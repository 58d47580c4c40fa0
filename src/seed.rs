use time::OffsetDateTime;
use tracing::{debug, info};

use crate::{
    auth::password::hash_password,
    users::{
        repo::UserStore,
        repo_types::{Phone, User},
    },
};

struct DemoUser {
    name: &'static str,
    email: &'static str,
    password: &'static str,
    active: bool,
    phones: &'static [(&'static str, &'static str, &'static str)],
}

// Demo credentials predate the password policy and are stored as-is.
const DEMO_USERS: &[DemoUser] = &[
    DemoUser {
        name: "Juan Pérez",
        email: "juan@email.com",
        password: "123456",
        active: true,
        phones: &[("123456789", "1", "57"), ("987654321", "2", "57")],
    },
    DemoUser {
        name: "María García",
        email: "maria@email.com",
        password: "654321",
        active: true,
        phones: &[("555555555", "1", "57")],
    },
    DemoUser {
        name: "Carlos López",
        email: "carlos@email.com",
        password: "qwerty",
        active: true,
        phones: &[],
    },
    DemoUser {
        name: "Ana Martínez",
        email: "ana@email.com",
        password: "asdfgh",
        active: false,
        phones: &[
            ("111111111", "1", "57"),
            ("222222222", "2", "57"),
            ("333333333", "3", "57"),
        ],
    },
    DemoUser {
        name: "Pedro Sánchez",
        email: "pedro@email.com",
        password: "zxcvbn",
        active: true,
        phones: &[("444444444", "1", "57")],
    },
];

/// Inserts the demo users whose email is not taken yet. Returns how many were added.
pub async fn seed_demo_users(store: &dyn UserStore) -> anyhow::Result<usize> {
    let mut added = 0;
    for demo in DEMO_USERS {
        if store.find_by_email(demo.email).await?.is_some() {
            debug!(email = demo.email, "demo user already present");
            continue;
        }

        let now = OffsetDateTime::now_utc();
        let mut user = User::new(now);
        user.name = Some(demo.name.to_string());
        user.email = demo.email.to_string();
        user.password_hash = hash_password(demo.password)?;
        user.active = demo.active;
        user.modified_at = Some(now);
        user.phones = demo
            .phones
            .iter()
            .map(|(number, city_code, country_code)| Phone {
                id: None,
                user_id: user.id,
                number: number.to_string(),
                city_code: city_code.to_string(),
                country_code: country_code.to_string(),
            })
            .collect();

        store.insert(user).await?;
        added += 1;
    }
    info!(added, "demo users seeded");
    Ok(added)
}

#[cfg(test)]
mod tests {
    use super::*;
    use crate::{auth::password::verify_password, users::memory::MemoryUserStore};

    #[tokio::test]
    async fn seeds_five_users_once() {
        let store = MemoryUserStore::new();
        assert_eq!(seed_demo_users(&store).await.unwrap(), 5);
        assert_eq!(seed_demo_users(&store).await.unwrap(), 0);

        let users = store.list().await.unwrap();
        assert_eq!(users.len(), 5);
        let phones: usize = users.iter().map(|u| u.phones.len()).sum();
        assert_eq!(phones, 7);
    }

    #[tokio::test]
    async fn seeded_passwords_are_hashed() {
        let store = MemoryUserStore::new();
        seed_demo_users(&store).await.unwrap();
        let juan = store.find_by_email("juan@email.com").await.unwrap().unwrap();
        assert_ne!(juan.password_hash, "123456");
        assert!(verify_password("123456", &juan.password_hash).unwrap());

        let ana = store.find_by_email("ana@email.com").await.unwrap().unwrap();
        assert!(!ana.active);
        assert_eq!(ana.phones.len(), 3);
    }
}
use serde::{Deserialize, Serialize};

/// Request body for login. Missing fields are reported as validation errors.
#[derive(Debug, Default, Deserialize)]
#[serde(default)]
pub struct LoginRequest {
    pub email: Option<String>,
    pub password: Option<String>,
}

/// Request body for registration.
#[derive(Debug, Default, Deserialize)]
#[serde(default)]
pub struct RegisterRequest {
    pub name: Option<String>,
    pub email: Option<String>,
    pub password: Option<String>,
}

/// Response returned after login or registration.
#[derive(Debug, Serialize)]
pub struct AuthResponse {
    pub access_token: String,
    pub token_type: &'static str,
}

impl AuthResponse {
    pub fn bearer(access_token: String) -> Self {
        Self {
            access_token,
            token_type: "Bearer",
        }
    }
}
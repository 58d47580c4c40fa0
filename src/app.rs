use std::net::SocketAddr;
use axum::{Router, routing::get};
use tower_http::{cors::CorsLayer, trace::TraceLayer};
use crate::state::AppState;
use crate::{auth, users};

pub fn build_app(state: AppState) -> Router {
    Router::new()
        .merge(auth::router())
        .merge(users::router())
        .route("/health", get(|| async { "ok" }))
        .with_state(state)
        .layer(CorsLayer::permissive())
        .layer(
            TraceLayer::new_for_http()
                .make_span_with(|req: &axum::http::Request<_>| {
                    let method = req.method().clone();
                    let uri = req.uri().clone();
                    tracing::info_span!("http_request", %method, uri = %uri, status = tracing::field::Empty)
                })
                .on_response(
                    |res: &axum::http::Response<_>,
                     latency: std::time::Duration,
                     span: &tracing::Span| {
                        let status = res.status();
                        span.record("status", tracing::field::display(status));
                        let latency_ms = latency.as_millis() as u64;
                        if status.is_server_error() {
                            tracing::error!(%status, latency_ms, "response");
                        } else {
                            tracing::info!(%status, latency_ms, "response");
                        }
                    },
                ),
        )
}

pub async fn serve(app: Router, addr: SocketAddr) -> anyhow::Result<()> {
    tracing::info!("listening on {}", addr);
    let listener = tokio::net::TcpListener::bind(addr).await?;
    axum::serve(listener, app).await?;
    Ok(())
}
use axum::{
    async_trait,
    extract::{FromRef, FromRequestParts},
    http::request::Parts,
};
use tracing::warn;

use super::jwt::TokenProvider;
use crate::error::AppError;

/// Extracts and validates the bearer token, yielding the subject email.
pub struct AuthUser(pub String);

#[async_trait]
impl<S> FromRequestParts<S> for AuthUser
where
    S: Send + Sync,
    TokenProvider: FromRef<S>,
{
    type Rejection = AppError;

    async fn from_request_parts(parts: &mut Parts, state: &S) -> Result<Self, Self::Rejection> {
        let tokens = TokenProvider::from_ref(state);
        let auth_header = parts
            .headers
            .get(axum::http::header::AUTHORIZATION)
            .and_then(|v| v.to_str().ok())
            .ok_or_else(|| AppError::Auth("missing Authorization header".into()))?;

        let token = auth_header
            .strip_prefix("Bearer ")
            .or_else(|| auth_header.strip_prefix("bearer "))
            .ok_or_else(|| AppError::Auth("invalid Authorization header".into()))?;

        match tokens.subject_of(token) {
            Ok(email) => Ok(AuthUser(email)),
            Err(e) => {
                warn!(error = %e, "rejected bearer token");
                Err(AppError::Auth("invalid or expired token".into()))
            }
        }
    }
}
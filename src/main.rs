mod app;
mod auth;
mod config;
mod error;
mod seed;
mod state;
mod users;
mod validation;

#[tokio::main]
async fn main() -> anyhow::Result<()> {
    dotenvy::dotenv().ok();

    let env_filter = std::env::var("RUST_LOG")
        .unwrap_or_else(|_| "userhub=debug,axum=info,tower_http=info".to_string());
    let json_logs = std::env::var("LOG_FORMAT")
        .map(|v| v == "json")
        .unwrap_or(false);

    if json_logs {
        tracing_subscriber::fmt()
            .with_env_filter(env_filter)
            .with_target(false)
            .json()
            .init();
    } else {
        tracing_subscriber::fmt().with_env_filter(env_filter).init();
    }

    let app_state = state::AppState::init().await?;

    if app_state.config.seed_demo_data {
        seed::seed_demo_users(app_state.store.as_ref()).await?;
    }

    let addr = app_state.config.listen_addr()?;
    app::serve(app::build_app(app_state), addr).await
}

────────

Task to complete
Search the entries above for the string "tokens", and report each line where it occurs.

Solution to this problem
        let tokens = TokenProvider::from_ref(state);
        match tokens.subject_of(token) {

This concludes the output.